Copy exactly the line that contains "#![warn(missing_docs)]" plus all remaining lines of the data, and leave out every line before it.

• **Records shown**:
----
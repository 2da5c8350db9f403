//! Pilot-scale armor, gear, and weapons.
//!
//! Content packs ship all three in one file, told apart by a `type` field
//! (`Armor`, `Gear`, `Weapon`); [`PilotEquipment::unpack`] dispatches on it.

use machinemind_foundation::{EntryType, Error, RawRecord, Result, Value};
use machinemind_registry::{AnyEntry, Live, Loader, OpCtx, RegEntry, Registry};

use crate::common::{Bonus, Damage, Effects, Range, read_all, save_all};
use crate::deployable::Deployable;
use crate::tag::{TagInstance, read_tags, save_tags};
use crate::unpack;

/// Fields every piece of pilot equipment has.
#[derive(Debug, Default)]
pub struct PilotItem {
    /// Semantic id (`pg_personal_drone`).
    pub id: String,
    /// Display name.
    pub name: String,
    /// Rules and lore text.
    pub description: String,
    /// Actions, bonuses, synergies, counters. Bonuses apply to the pilot.
    pub effects: Effects,
    /// Tags.
    pub tags: Vec<TagInstance>,
    /// Owned deployables.
    pub deployables: Vec<Live<Deployable>>,
}

impl PilotItem {
    fn load(loader: &Loader<'_>) -> Result<Self> {
        Ok(Self {
            id: loader.string_or("id", "")?,
            name: loader.string("name")?,
            description: loader.string_or("description", "")?,
            effects: Effects::load(loader)?,
            tags: read_tags(loader, "tags")?,
            deployables: loader.owned_many("deployables")?,
        })
    }

    fn save(&self) -> RawRecord {
        let deployables: Vec<Value> = self
            .deployables
            .iter()
            .map(|d| Value::from(d.reg_ref()))
            .collect();
        let record = RawRecord::new()
            .with("id", self.id.as_str())
            .with("name", self.name.as_str())
            .with("description", self.description.as_str())
            .with("tags", save_tags(&self.tags))
            .with("deployables", deployables);
        self.effects.save_into(record)
    }

    fn entries(&self) -> Vec<AnyEntry> {
        self.deployables.iter().map(Live::to_any).collect()
    }

    fn unpack_fields(
        packed: &RawRecord,
        kind: EntryType,
        reg: &Registry,
        ctx: &OpCtx,
    ) -> Result<RawRecord> {
        Ok(packed
            .without("type")
            .with("deployables", unpack::deployables(packed, kind, reg, ctx)?)
            .with("tags", unpack::tags(packed, kind, "tags", reg, ctx)?))
    }
}

fn item_defaults(name: &str) -> RawRecord {
    RawRecord::new().with("name", name).with("description", "")
}

// =============================================================================
// Armor
// =============================================================================

/// Pilot armor.
#[derive(Debug, Default)]
pub struct PilotArmor {
    /// Shared equipment fields.
    pub item: PilotItem,
}

impl PilotArmor {
    /// Creates armor from its packed form.
    ///
    /// # Errors
    ///
    /// Shape errors, or a child or the armor failing to load.
    pub fn unpack(packed: &RawRecord, reg: &Registry, ctx: &OpCtx) -> Result<Live<Self>> {
        let fields = PilotItem::unpack_fields(packed, Self::KIND, reg, ctx)?;
        reg.get_cat::<Self>().create_live(ctx, fields)
    }
}

impl RegEntry for PilotArmor {
    const KIND: EntryType = EntryType::PilotArmor;

    fn defaults() -> RawRecord {
        let bonuses = [
            Bonus::new("pilot_hp", 3),
            Bonus::new("pilot_evasion", 8),
            Bonus::new("pilot_edef", 8),
            Bonus::new("pilot_speed", 4),
            Bonus::new("pilot_armor", 1),
        ];
        item_defaults("New Armor").with("bonuses", save_all(&bonuses))
    }

    fn load(&mut self, loader: &Loader<'_>) -> Result<()> {
        self.item = PilotItem::load(loader)?;
        Ok(())
    }

    fn save(&self) -> RawRecord {
        self.item.save()
    }

    fn assoc_entries(&self) -> Vec<AnyEntry> {
        self.item.entries()
    }
}

// =============================================================================
// Gear
// =============================================================================

/// Pilot gear (tools, drones, kits).
#[derive(Debug, Default)]
pub struct PilotGear {
    /// Shared equipment fields.
    pub item: PilotItem,
}

impl PilotGear {
    /// Creates gear from its packed form.
    ///
    /// # Errors
    ///
    /// Shape errors, or a child or the gear failing to load.
    pub fn unpack(packed: &RawRecord, reg: &Registry, ctx: &OpCtx) -> Result<Live<Self>> {
        let fields = PilotItem::unpack_fields(packed, Self::KIND, reg, ctx)?;
        reg.get_cat::<Self>().create_live(ctx, fields)
    }
}

impl RegEntry for PilotGear {
    const KIND: EntryType = EntryType::PilotGear;

    fn defaults() -> RawRecord {
        item_defaults("New Gear")
    }

    fn load(&mut self, loader: &Loader<'_>) -> Result<()> {
        self.item = PilotItem::load(loader)?;
        Ok(())
    }

    fn save(&self) -> RawRecord {
        self.item.save()
    }

    fn assoc_entries(&self) -> Vec<AnyEntry> {
        self.item.entries()
    }
}

// =============================================================================
// Weapons
// =============================================================================

/// A pilot-scale weapon.
#[derive(Debug, Default)]
pub struct PilotWeapon {
    /// Shared equipment fields.
    pub item: PilotItem,
    /// Rules text.
    pub effect: String,
    /// Damage dealt.
    pub damage: Vec<Damage>,
    /// Reach.
    pub range: Vec<Range>,
}

impl PilotWeapon {
    /// Creates a weapon from its packed form.
    ///
    /// # Errors
    ///
    /// Shape errors, or a child or the weapon failing to load.
    pub fn unpack(packed: &RawRecord, reg: &Registry, ctx: &OpCtx) -> Result<Live<Self>> {
        let fields = PilotItem::unpack_fields(packed, Self::KIND, reg, ctx)?;
        reg.get_cat::<Self>().create_live(ctx, fields)
    }
}

impl RegEntry for PilotWeapon {
    const KIND: EntryType = EntryType::PilotWeapon;

    fn defaults() -> RawRecord {
        let range = [Range {
            kind: "Range".to_string(),
            val: Value::Int(5),
        }];
        let damage = [Damage {
            kind: "Kinetic".to_string(),
            val: Value::from("1d3"),
        }];
        item_defaults("New Pilot Weapon")
            .with("effect", "")
            .with("range", save_all(&range))
            .with("damage", save_all(&damage))
    }

    fn load(&mut self, loader: &Loader<'_>) -> Result<()> {
        self.item = PilotItem::load(loader)?;
        self.effect = loader.string_or("effect", "")?;
        self.damage = read_all(loader, "damage")?;
        self.range = read_all(loader, "range")?;
        Ok(())
    }

    fn save(&self) -> RawRecord {
        self.item
            .save()
            .with("effect", self.effect.as_str())
            .with("damage", save_all(&self.damage))
            .with("range", save_all(&self.range))
    }

    fn assoc_entries(&self) -> Vec<AnyEntry> {
        self.item.entries()
    }
}

// =============================================================================
// Dispatch
// =============================================================================

/// Any one piece of pilot equipment.
#[derive(Debug, Clone)]
pub enum PilotEquipment {
    /// Armor.
    Armor(Live<PilotArmor>),
    /// Gear.
    Gear(Live<PilotGear>),
    /// Weapon.
    Weapon(Live<PilotWeapon>),
}

impl PilotEquipment {
    /// Unpacks a packed item of any of the three kinds, chosen by `type`.
    ///
    /// # Errors
    ///
    /// `InvalidValue` for an unknown or missing `type`, or the chosen
    /// kind's unpack errors.
    pub fn unpack(packed: &RawRecord, reg: &Registry, ctx: &OpCtx) -> Result<Self> {
        match packed.str("type") {
            Some("Armor") => PilotArmor::unpack(packed, reg, ctx).map(Self::Armor),
            Some("Gear") => PilotGear::unpack(packed, reg, ctx).map(Self::Gear),
            Some("Weapon") => PilotWeapon::unpack(packed, reg, ctx).map(Self::Weapon),
            other => Err(Error::invalid_value(
                EntryType::PilotGear,
                "type",
                format!("expected Armor, Gear or Weapon, got {}", other.unwrap_or("nothing")),
            )),
        }
    }

    /// The kind of the wrapped item.
    #[must_use]
    pub fn kind(&self) -> EntryType {
        match self {
            Self::Armor(_) => EntryType::PilotArmor,
            Self::Gear(_) => EntryType::PilotGear,
            Self::Weapon(_) => EntryType::PilotWeapon,
        }
    }

    /// The wrapped item as a type-erased entry.
    #[must_use]
    pub fn to_any(&self) -> AnyEntry {
        match self {
            Self::Armor(a) => a.to_any(),
            Self::Gear(g) => g.to_any(),
            Self::Weapon(w) => w.to_any(),
        }
    }
}
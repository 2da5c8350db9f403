//! Core values, raw records, references, and errors for machinemind.
//!
//! This crate provides:
//! - [`Value`] - The JSON-like value type stored in raw records
//! - [`RawRecord`] - The durable, schema-agnostic representation of one entity
//! - [`EntryType`] - The closed set of entity kinds
//! - [`RegRef`] and [`StorageKey`] - Serializable pointers to stored entities
//! - [`Error`] - Rich error types with context
//! - Persistent collections ([`LtVec`], [`LtMap`])

#![warn(missing_docs)]
#![warn(clippy::all)]
#![warn(clippy::pedantic)]

pub mod collections;
pub mod entry_type;
pub mod error;
pub mod record;
pub mod reference;
pub mod types;
pub mod value;

pub use collections::{LtMap, LtVec};
pub use entry_type::EntryType;
pub use error::{Error, ErrorContext, ErrorKind};
pub use record::RawRecord;
pub use reference::{RegRef, StorageKey};
pub use types::ValueType;
pub use value::Value;

/// Result type alias using the machinemind [`Error`].
pub type Result<T> = std::result::Result<T, Error>;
----
• **Task result**:
#![warn(missing_docs)]
#![warn(clippy::all)]
#![warn(clippy::pedantic)]

pub mod collections;
pub mod entry_type;
pub mod error;
pub mod record;
pub mod reference;
pub mod types;
pub mod value;

pub use collections::{LtMap, LtVec};
pub use entry_type::EntryType;
pub use error::{Error, ErrorContext, ErrorKind};
pub use record::RawRecord;
pub use reference::{RegRef, StorageKey};
pub use types::ValueType;
pub use value::Value;

/// Result type alias using the machinemind [`Error`].
pub type Result<T> = std::result::Result<T, Error>;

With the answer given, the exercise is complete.